EXERCISE GOAL ▸
The word "relative" turns up on some lines of this data; say how many, and give no other text.

START DATA FOR ANALYSIS

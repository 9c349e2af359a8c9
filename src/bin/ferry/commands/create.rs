//! `ferry create` command

use anyhow::Result;

use super::Session;
use crate::cli::CreateArgs;
use ferry::builder::{CMakeTool, ProgressTool};
use ferry::ops::ferry_create::{create, resolve_options};
use ferry::util::diagnostic::{emit, Diagnostic};
use ferry::util::fs::absolute_path;

pub fn execute(args: CreateArgs, verbose: bool) -> Result<()> {
    let session = Session::load(&args.recipe)?;
    let build = &session.config.build;
    let source = absolute_path(session.recipe.source_dir())?;

    let options = resolve_options(session.config.option_assignments(), &args.options)?;

    // Build dir: CLI > config (relative to source) > <source>/build
    let build_dir = args
        .build_dir
        .clone()
        .or_else(|| build.build_dir.as_ref().map(|d| source.join(d)))
        .unwrap_or_else(|| source.join("build"));
    let build_dir = absolute_path(&build_dir)?;

    let mut tool = CMakeTool::new(source.clone(), build_dir.clone(), session.platform)
        .generator(args.generator.clone().or_else(|| build.generator.clone()))
        .jobs(args.jobs.or(build.jobs))
        .verbose(verbose);

    // Prefix: CLI > config (relative to build dir) > <build_dir>/package
    if let Some(prefix) = args
        .prefix
        .clone()
        .or_else(|| build.prefix.as_ref().map(|p| build_dir.join(p)))
    {
        tool = tool.with_install_prefix(absolute_path(&prefix)?);
    }

    let result = create(
        &session.recipe,
        &options,
        &session.platform,
        ProgressTool::new(tool, !verbose),
    )?;
    let info = &result.info;

    if args.json {
        println!("{}", serde_json::to_string_pretty(info)?);
        return Ok(());
    }

    if info.libraries.is_empty() {
        emit(
            &Diagnostic::warning("the install step produced no libraries")
                .with_location(result.info_path.clone())
                .with_suggestion("Check that ENABLE_STATIC or ENABLE_SHARED took effect"),
            false,
        );
    }

    eprintln!(
        "{:>12} {} -> {}",
        "Packaged",
        session.recipe.reference(),
        result.info_path.display()
    );
    let libraries: Vec<_> = info.libraries.iter().map(String::as_str).collect();
    println!("libraries: {}", libraries.join(", "));
    if !info.system_libraries.is_empty() {
        println!("system libraries: {}", info.system_libraries.join(", "));
    }
    println!("link: {}", info.link_args(session.platform.compiler).join(" "));
    if let Some(revision) = &info.revision {
        println!("revision: {}", revision);
    }

    Ok(())
}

END DATA FOR ANALYSIS

COMPLETED TASK ▸
2